It would be interesting if I told us what question you asked to copilot. I noticed that sometimes the same question answers in different ways.

mark this resource too static calculations sizing beams

 

[pollo]

I usually use the annexx f of the en 15011
but there are many normative references in this regard
Hi.

 

[biz]

Have you read the rules?
Did you show up?
did you search the forum?
discussion already open qui....e quiIf you look at the hoist builders provide you with the beams on which to mount them.
at least the beam is a zipper and cart because the two planters are sure to push. It won't be two inks.

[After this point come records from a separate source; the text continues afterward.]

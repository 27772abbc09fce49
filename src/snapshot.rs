use super::*;
use crossbeam::thread;
use std::fs;
use std::path::{Path, PathBuf};

#[derive(Error, Debug)]
pub enum SnapshotError {
    #[error("Cannot access snapshot {}: {source}", .path.display())]
    Io {
        path: PathBuf,
        #[source]
        source: std::io::Error,
    },
    #[error("Cannot encode snapshot {}: {source}", .path.display())]
    Encode {
        path: PathBuf,
        #[source]
        source: bincode::Error,
    },
    #[error("Snapshot {} is not a cube: {source}", .path.display())]
    Decode {
        path: PathBuf,
        #[source]
        source: bincode::Error,
    },
    #[error("Snapshot {} claims size {size} but its faces do not hold size*size stickers", .path.display())]
    Misshapen { path: PathBuf, size: usize },
    #[error("Checking snapshot {} aborted", .path.display())]
    Aborted { path: PathBuf },
}

#[derive(Clone, PartialEq, Eq, Debug, Serialize, Deserialize)]
pub struct Snapshot {
    pub size: usize,
    pub cube: CubeState,
}

impl Snapshot {
    pub fn new(size: usize, cube: CubeState) -> Self {
        Self { size, cube }
    }

    pub fn save(&self, file: &Path) -> Result<(), SnapshotError> {
        let bin = bincode::serialize(self).map_err(|source| SnapshotError::Encode {
            path: file.to_path_buf(),
            source,
        })?;

        fs::write(file, bin).map_err(|source| SnapshotError::Io {
            path: file.to_path_buf(),
            source,
        })?;
        info!("saved {}x{} cube to {}", self.size, self.size, file.display());
        Ok(())
    }

    /// Snapshot files are untrusted. Only the size is checked against the face
    /// lengths here; stickers come back as written, foreign symbols included.
    pub fn load(file: &Path) -> Result<Self, SnapshotError> {
        let bin = fs::read(file).map_err(|source| SnapshotError::Io {
            path: file.to_path_buf(),
            source,
        })?;
        let snapshot: Snapshot =
            bincode::deserialize(&bin).map_err(|source| SnapshotError::Decode {
                path: file.to_path_buf(),
                source,
            })?;

        if !snapshot.is_well_shaped() {
            return Err(SnapshotError::Misshapen {
                path: file.to_path_buf(),
                size: snapshot.size,
            });
        }
        info!(
            "loaded {}x{} cube from {}",
            snapshot.size,
            snapshot.size,
            file.display()
        );
        Ok(snapshot)
    }

    fn is_well_shaped(&self) -> bool {
        match self.size.checked_mul(self.size) {
            Some(len) => Face::FACE_SET
                .iter()
                .all(|face| self.cube.face(*face).len() == len),
            None => false,
        }
    }

    pub fn advise(&self) -> SolveResult {
        Advisor::new(&self.cube, self.size).solve()
    }

    // one thread per file, results in input order
    pub fn check_all(files: &[PathBuf]) -> Vec<(PathBuf, Result<SolveResult, SnapshotError>)> {
        thread::scope(|s| {
            let workers: Vec<_> = files
                .iter()
                .map(|file| {
                    (
                        file,
                        s.spawn(move |_| Self::load(file).map(|snap| snap.advise())),
                    )
                })
                .collect();

            workers
                .into_iter()
                .map(|(file, worker)| {
                    let outcome = worker.join().unwrap_or_else(|_| {
                        Err(SnapshotError::Aborted {
                            path: file.clone(),
                        })
                    });
                    (file.clone(), outcome)
                })
                .collect()
        })
        .unwrap_or_default()
    }
}
//! Diagnostic source locations attached to traits and validation events.

use std::fmt;

use serde::{Deserialize, Serialize};

/// Where a value was declared. Purely diagnostic.
#[derive(Debug, Clone, PartialEq, Eq, Hash, Default, Serialize, Deserialize)]
pub struct SourceLocation {
    /// File the value came from; empty when unknown.
    pub filename: String,
    /// 1-based line, 0 when unknown.
    pub line: u32,
    /// 1-based column, 0 when unknown.
    pub column: u32,
}

impl SourceLocation {
    pub fn new(filename: impl Into<String>, line: u32, column: u32) -> Self {
        Self {
            filename: filename.into(),
            line,
            column,
        }
    }

    /// The "no location" marker.
    pub fn none() -> Self {
        Self::default()
    }

    pub fn is_none(&self) -> bool {
        self.filename.is_empty() && self.line == 0 && self.column == 0
    }
}

impl fmt::Display for SourceLocation {
    fn fmt(&self, f: &mut fmt::Formatter<'_>) -> fmt::Result {
        if self.is_none() {
            write!(f, "N/A")
        } else {
            write!(f, "{} [{}, {}]", self.filename, self.line, self.column)
        }
    }
}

attention, "the knots are always incastrious." the beams communicate with each other through incastri.
the known scheme is as follows:

 

[Legs]

Hi, I'm new, and I'd like to thank for those who will answer me.
My question is this:
I should check the scope of a heb140 beam material s235, the 2 supports are welded at a distance of 4mt, on 2 plant.
this hoist with wheels, it must be mounted and flows on the lower wing of the heb140.
the hoist has a capacity of 2 tons.
I wanted to know if you have to calculate the size of the wing alone (how?) or just calculate the beam in the classic way of "trave doublely stuck with concentrated load"? !
to better understand I attach the photo:
Thank you in advance
greetings

Forget the inconvenience if you don't know how knots are made. Nothing changes.
by making two accounts of the servant you will have a moment of calculation:
med = 1,5x20x4/4 = 30 knm
which is widely covered by a steel heb s235 which has mrd=54,92 knm
so you have very wide margin.
I do not know what size has the trolley that supports the beam (100-200mm?) but I think reasonable an effective width of about 200mm (large way a diffusion at 45°: 66+100+66 rounded for defect at 200). We release the r wholesale connection between wing and soul and therefore we can consider a light of about 66mm.
I consider the uncentered load by applying a behavior coefficient 1.2
the moment of the wing will be: 1,2x1,5x20/2x0,066 = 1,18 knmm
the resistant moment (calculated in complete plasticization hypotheses at the last limit state) is worth:
mrd = 200x12^2/4x235/1,25x10^-6 = 1,35 knm > m
then it is true there are other problems such as braking forces and any torque effects and dynamic amplifications. the calculations shown are used to get the idea of the validity of the putrella.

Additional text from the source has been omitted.